Fault lines and folly
If nothing else, the newest crisis in the Middle East the most dangerous fault lines in that fractured part of the world.
It’s now clear, for instance, that democracy is at best a relative term there. Lebanon and Palestine are both fledgling democracies, but both have been hijacked by heavily armed militia groups, Hamas and Hezbollah. Hamas is now, as a result of recent elections, the ruling party in Palestine, and Hezbollah holds a number of seats in Lebanon’s parliament.
Hamas and Hezbollah are participating in the democratic process, but they are fundamentalist Shiite, anti-Israel zealots using the democratic process to further their anti-democratic purposes.
Until recently, Syria occupied Lebanon and was able to hold Hezbollah in check. Last year, under pressure from the United States and the European nations, it withdrew from the country. The irony—and unintended consequence in this land of unintended consequences—is that Hezbollah now feels free to attack Israel.
This would not bother other nations in the region if it were only about confronting Israel. But the overarching historical conflict between Sunnis and Shiites is beginning to dominate regional politics. Iran, a Shiite country, is exerting increasing influence, arming Hezbollah and Hamas as well as Shiite militias in Iraq.
This has the leaders of such Sunni countries as Saudi Arabia, Jordan and Egypt, as well as those of several Persian Gulf states, concerned—to the point where last weekend, at an emergency Arab League meeting in Cairo, they took the rare step of publicly rebuking Hezbollah for “unexpected, inappropriate and irresponsible acts.” Wary of Iran’s ambitions, they fear that the Sunni-Shia conflict will erupt into a regional conflagration and destabilize their own autocratic regimes.
These developments have to be especially disconcerting for the Bush administration. Now that furthering the cause of democracy in the region has become its primary rationale for the occupation of Iraq, it must be cringing to see how these militant groups—and, by proxy, Iran—are using democracy for their own theocratic purposes.
This is especially true in Iraq. The country has had some success in creating a multi-sectarian government, but it’s largely ineffectual at this point. Meanwhile, the two most important institutions, the police and the army, are deeply infiltrated by Shiite militia members whose main goal is to kill Sunnis and foment civil war. As a result, Sunni leaders in Iraq, who last year at this time were cheering on the insurgency, are now asking the United States to stick around and protect them. This particular irony would be almost humorous if it weren’t so tragic.
In the meantime, even if Iraq defies the odds and makes the transition to democracy, the Shiites, who constitute 60 percent of the population, will remain in power and are likely to continue developing close ties with Iran, the chief sponsor of Islamist fundamentalism and terrorism in the region.
The Bush administration could have foreseen these developments had it studied and understood the Middle East more deeply before invading Iraq. And it probably could have contained the insurgency there had it sent in enough troops immediately after the 2003 invasion to establish law and order before the looting broke out. It did neither, and so here we are, up to our eyeballs in a sinkhole of religious sectarianism, ancient grudges and cruel, indiscriminate violence.

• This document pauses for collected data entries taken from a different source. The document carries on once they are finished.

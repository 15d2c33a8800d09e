mod net;

use clap::Parser;
use log::{error, info};
use std::time::Duration;
use streaming_http_parse::{
    parse_from_reader_with, HttpRequest, ReaderOptions, DEFAULT_BUFFER_SIZE,
};

use net::{RequestListener, TcpRequestListener};

/// Accepts TCP connections and prints the HTTP/1.1 request read from each one
#[derive(Parser)]
#[clap(version = "1.0", author = "Jeremiah C. <jeremiahcrosby@gmail.com>")]
struct Opts {
    /// IP address to bind to
    #[clap(short, long, default_value = "127.0.0.1")]
    bind_address: String,
    /// Port to listen on
    #[clap(short, long, default_value = "42069")]
    port: u16,
    /// Initial size in bytes of the per-connection read buffer
    #[clap(long, default_value_t = DEFAULT_BUFFER_SIZE)]
    buffer_size: usize,
    /// Reject requests whose line, header or body outgrows this many bytes
    #[clap(long)]
    max_buffer_size: Option<usize>,
    /// Abort a request when the client sends nothing for this many seconds
    #[clap(long)]
    read_timeout_secs: Option<u64>,
    /// Log specification, overridden by RUST_LOG
    #[clap(long, default_value = "info")]
    log_level: String,
}

fn print_request(request: &HttpRequest) {
    if let Some(line) = request.request_line() {
        println!("Request Line:");
        println!("- Method: {}", line.method);
        println!("- Target: {}", line.target);
        println!("- Version: {}", line.http_version);
    }

    println!("Headers:");
    let mut headers: Vec<_> = request.headers().iter().collect();
    headers.sort();
    for (name, value) in headers {
        println!("- {}: {}", name, value);
    }

    println!("Body:");
    println!("{}", request.body_as_string());
}

fn main() -> Result<(), Box<dyn std::error::Error>> {
    let opts: Opts = Opts::parse();
    let _logger = flexi_logger::Logger::with_env_or_str(&opts.log_level).start()?;

    let options = ReaderOptions {
        initial_buffer_size: opts.buffer_size,
        max_buffer_size: opts.max_buffer_size,
    };
    let mut listener = TcpRequestListener::new(&opts.bind_address, opts.port)
        .with_read_timeout(opts.read_timeout_secs.map(Duration::from_secs));
    let local = listener.open()?;
    info!("Listening on {}", local);

    loop {
        let (mut stream, peer) = match listener.accept_connection() {
            Ok(accepted) => accepted,
            Err(e) => {
                error!("accept failed: {}", e);
                continue;
            }
        };
        info!("Connection accepted from {}", peer);

        match parse_from_reader_with(&mut stream, &options) {
            Ok(request) => print_request(&request),
            Err(e) => error!("could not read request from {}: {}", peer, e),
        }
        info!("Connection to {} closed", peer);
    }
}
use clap::Parser;
use log::{error, info};
use std::io::{self, BufRead, Write};
use std::net::UdpSocket;

/// Sends every line typed on stdin as a UDP datagram
#[derive(Parser)]
#[clap(version = "1.0", author = "Jeremiah C. <jeremiahcrosby@gmail.com>")]
struct Opts {
    /// Address the datagrams are sent to
    #[clap(short, long, default_value = "127.0.0.1:42069")]
    address: String,
    /// Log specification, overridden by RUST_LOG
    #[clap(long, default_value = "info")]
    log_level: String,
}

fn main() -> Result<(), Box<dyn std::error::Error>> {
    let opts: Opts = Opts::parse();
    let _logger = flexi_logger::Logger::with_env_or_str(&opts.log_level).start()?;

    let socket = UdpSocket::bind("0.0.0.0:0")?;
    socket.connect(&opts.address)?;
    info!("Sending to {}", opts.address);

    let stdin = io::stdin();
    let mut lines = stdin.lock().lines();
    loop {
        print!("> ");
        io::stdout().flush()?;

        let line = match lines.next() {
            Some(line) => line?,
            None => return Ok(()),
        };
        let message = format!("Message received {}\n", line);
        if let Err(e) = socket.send(message.as_bytes()) {
            error!("send to {} failed: {}", opts.address, e);
            return Err(e.into());
        }
    }
}
//! The lifecycle passport: a small state block that outlives pool teardown.
//!
//! Every pool tracks its lifecycle on a [`Passport`]. The passport carries
//! two things: the pool's lifecycle state (a tagged six-state machine,
//! advanced with compare-and-swap) and a counter of API calls currently in
//! flight. `shutdown` uses the counter to drain callers before it clears the
//! queue, and the state gates every other operation.
//!
//! A passport is ordinarily allocated by the pool itself. Callers chasing
//! lifecycle bugs in concurrent code can instead create their own, keep it
//! alive longer than the pool, and pass it to the pool's `*_with_passport`
//! surface: because the passport survives [`ThreadPool::destroy`], a call
//! made after the pool is gone is rejected with a precise diagnostic rather
//! than racing freed bookkeeping.
//!
//! [`ThreadPool::destroy`]: crate::ThreadPool::destroy

use std::process::abort;

use tracing::debug;
use tracing::error;

use crate::platform::*;

// -----------------------------------------------------------------------------
// Lifecycle states

/// The lifecycle state of a pool, as recorded on its passport.
///
/// Transitions are monotonic over a pool's lifetime; only pool creation and
/// its rollback move between [`Unbound`] and [`Alive`]. A bound passport ends
/// in [`Destroyed`] and stays there.
///
/// [`Unbound`]: PoolState::Unbound
/// [`Alive`]: PoolState::Alive
/// [`Destroyed`]: PoolState::Destroyed
#[derive(Clone, Copy, Debug, PartialEq, Eq)]
#[repr(u8)]
pub enum PoolState {
    /// The passport exists but no pool has bound it.
    Unbound = 0,
    /// The pool is operational and accepting work.
    Alive = 1,
    /// Shutdown has begun; workers are finishing their current jobs.
    ShuttingDown = 2,
    /// All workers have exited and the queue is drained; bookkeeping remains.
    Shutdown = 3,
    /// Destruction has begun; bookkeeping is being released.
    Destroying = 4,
    /// The pool's bookkeeping is gone. Terminal.
    Destroyed = 5,
}

impl PoolState {
    fn from_u8(value: u8) -> PoolState {
        match value {
            0 => PoolState::Unbound,
            1 => PoolState::Alive,
            2 => PoolState::ShuttingDown,
            3 => PoolState::Shutdown,
            4 => PoolState::Destroying,
            5 => PoolState::Destroyed,
            // The atomic is only ever stored from `PoolState` discriminants.
            _ => unreachable!("invalid pool lifecycle state {value}"),
        }
    }

    /// The state's name, for diagnostics.
    pub fn name(self) -> &'static str {
        match self {
            PoolState::Unbound => "UNBOUND",
            PoolState::Alive => "ALIVE",
            PoolState::ShuttingDown => "SHUTTING_DOWN",
            PoolState::Shutdown => "SHUTDOWN",
            PoolState::Destroying => "DESTROYING",
            PoolState::Destroyed => "DESTROYED",
        }
    }
}

// -----------------------------------------------------------------------------
// Passport

/// The concurrency state block for one pool: its lifecycle state plus a
/// count of in-flight API calls.
///
/// Create one with [`Passport::new`], wrap it in an [`Arc`], and hand a clone
/// to [`Config::passport`] to enable the pool's `*_with_passport` diagnostic
/// surface. A passport binds to at most one pool, ever.
///
/// [`Arc`]: std::sync::Arc
/// [`Config::passport`]: crate::Config::passport
pub struct Passport {
    state: AtomicU8,
    /// Number of gated API calls currently executing against the bound pool.
    num_api_use: AtomicU32,
    /// Id of the bound pool, for validating the diagnostic surface. Zero
    /// while unbound.
    bound_pool: AtomicUsize,
    /// Copy of the bound pool's name prefix, used only in diagnostics.
    name: Mutex<String>,
}

impl Passport {
    /// Creates an unbound passport.
    pub fn new() -> Passport {
        Passport {
            state: AtomicU8::new(PoolState::Unbound as u8),
            num_api_use: AtomicU32::new(0),
            bound_pool: AtomicUsize::new(0),
            name: Mutex::new(String::new()),
        }
    }

    /// The current lifecycle state of the bound pool.
    pub fn state(&self) -> PoolState {
        PoolState::from_u8(self.state.load(Ordering::SeqCst))
    }

    /// Attempts the transition `from → to`. The weak exchange retries only
    /// while it keeps observing `from` (a spurious failure); observing any
    /// other state returns it to the caller.
    pub(crate) fn try_transition(
        &self,
        from: PoolState,
        to: PoolState,
    ) -> core::result::Result<(), PoolState> {
        loop {
            match self.state.compare_exchange_weak(
                from as u8,
                to as u8,
                Ordering::SeqCst,
                Ordering::SeqCst,
            ) {
                Ok(_) => return Ok(()),
                Err(observed) if observed == from as u8 => continue,
                Err(observed) => return Err(PoolState::from_u8(observed)),
            }
        }
    }

    /// Performs a transition that the state machine guarantees cannot be
    /// contended. Observing any state other than `from` here means the
    /// machine itself is broken, and the process aborts.
    pub(crate) fn transition_or_abort(&self, from: PoolState, to: PoolState, op: &str) {
        if let Err(observed) = self.try_transition(from, to) {
            error!(
                "{op} completed but pool {} is in state {}; aborting",
                self.describe(),
                observed.name(),
            );
            abort();
        }
    }

    /// Binds this passport to a pool, moving it `UNBOUND → ALIVE`.
    pub(crate) fn bind(&self, pool_id: usize, name_prefix: &str) -> crate::Result<()> {
        if let Err(observed) = self.try_transition(PoolState::Unbound, PoolState::Alive) {
            error!(
                "passport rebind! the old pool {} is in state {}",
                self.describe(),
                observed.name(),
            );
            return Err(crate::Error::Rebind);
        }
        self.bound_pool.store(pool_id, Ordering::SeqCst);
        *self.name.lock().unwrap() = name_prefix.to_string();
        Ok(())
    }

    /// Rolls a failed pool creation back to `UNBOUND`, releasing the
    /// passport for another pool.
    pub(crate) fn unbind_after_failed_init(&self) {
        if let Err(observed) = self.try_transition(PoolState::Alive, PoolState::Unbound) {
            // Nothing left to do about it; creation is already failing.
            error!(
                "passport unbind failed! pool {} is in state {}",
                self.describe(),
                observed.name(),
            );
        }
        self.bound_pool.store(0, Ordering::SeqCst);
        self.name.lock().unwrap().clear();
    }

    /// Whether this passport is bound to the pool with the given id. The
    /// binding survives `destroy`, so the diagnostic surface keeps matching
    /// after the pool is gone.
    pub(crate) fn is_bound_to(&self, pool_id: usize) -> bool {
        self.bound_pool.load(Ordering::SeqCst) == pool_id
    }

    pub(crate) fn enter_api(&self) {
        self.num_api_use.fetch_add(1, Ordering::AcqRel);
    }

    pub(crate) fn leave_api(&self) {
        self.num_api_use.fetch_sub(1, Ordering::AcqRel);
    }

    /// Number of gated API calls currently in flight.
    pub(crate) fn api_use(&self) -> u32 {
        self.num_api_use.load(Ordering::Acquire)
    }

    /// A short description of the bound pool for log lines.
    fn describe(&self) -> String {
        let name = self.name.lock().unwrap();
        let id = self.bound_pool.load(Ordering::SeqCst);
        format!("#{id}:{name}")
    }
}

impl Default for Passport {
    fn default() -> Passport {
        Passport::new()
    }
}

impl Drop for Passport {
    fn drop(&mut self) {
        match self.state() {
            PoolState::Unbound | PoolState::Destroyed => {
                debug!("dropping passport for pool {}", self.describe());
            }
            state => {
                // The passport is contracted to outlive its pool; dropping it
                // mid-lifecycle means the pool can now be used after free
                // without detection.
                error!(
                    "passport for pool {} dropped in state {}; lifecycle misuse can no longer be caught",
                    self.describe(),
                    state.name(),
                );
            }
        }
    }
}

// -----------------------------------------------------------------------------
// Tests
//! Unwinding recovery utilities taken from rayon.

use std::panic::catch_unwind;
use std::panic::AssertUnwindSafe;
use std::thread::Result;

/// Executes `f` and captures any panic, translating that panic into an `Err`
/// result. The pool logs captured panics instead of propagating them: a
/// panicking job or hook must not take its worker thread down with it, or the
/// alive-thread bookkeeping that `shutdown` waits on would never drain.
#[inline(always)]
pub fn halt_unwinding<F, R>(func: F) -> Result<R>
where
    F: FnOnce() -> R,
{
    catch_unwind(AssertUnwindSafe(func))
}
// -----------------------------------------------------------------------------
// Pool internals

/// State shared between the pool handle and its worker threads.
struct PoolCore {
    /// Process-unique pool id; also what the owner-thread TSD stores.
    id: usize,
    name_prefix: String,
    num_threads_alive: AtomicU32,
    num_threads_working: AtomicU32,
    /// The job queue. Every queue access happens under this mutex; the
    /// queue type itself does no synchronization.
    queue: Mutex<JobQueue>,
    /// Signaled (broadcast) when the queue gains a job or the pool's gating
    /// state changes; workers park here.
    get_job_unblock: Condvar,
    /// Signaled (broadcast) when a bounded queue gains room or the pool's
    /// gating state changes; submitters park here.
    put_job_unblock: Condvar,
    /// Pairs with `all_idle`. Holding it across the idle check in `wait`
    /// closes the missed-wakeup window.
    all_idle_mutex: Mutex<()>,
    /// Broadcast by the worker that drops the working count to zero.
    all_idle: Condvar,
    /// Cleared exactly once, by shutdown. Workers exit their loop and every
    /// parked queue operation cancels when this goes false.
    keepalive: AtomicBool,
    /// False while the pool is quiesced. Cleared by `wait`, set by
    /// `reactivate`; both queue operations block while it is false.
    active: AtomicBool,
    start_hook: Option<StartHook>,
    end_hook: Option<EndHook>,
    passport: Arc<Passport>,
}

thread_local! {
    /// Id of the pool that owns the current thread, or zero for threads no
    /// pool owns. `wait`, `shutdown` and `destroy` consult this to reject
    /// calls from the pool's own workers, which could never complete.
    static OWNER_POOL: Cell<usize> = Cell::new(0);
}

fn next_pool_id() -> usize {
    // Pool ids only need uniqueness. This stays a std atomic even under
    // loom: it is not part of any modeled interleaving, and loom statics
    // would reset between iterations.
    static NEXT_POOL_ID: std::sync::atomic::AtomicUsize = std::sync::atomic::AtomicUsize::new(1);
    NEXT_POOL_ID.fetch_add(1, std::sync::atomic::Ordering::Relaxed)
}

The greatest irony in all this, however, is that the country that has benefited most from these developments, including the occupation of Iraq, is Iran, America’s sworn enemy in the region and a member of President Bush’s infamous “Axis of Evil.” When the ayatollahs who rule that nation look out upon the region, they see a resurgence of fundamentalism everywhere they look. Their good friend Osama bin Laden must be rejoicing up there in his cave.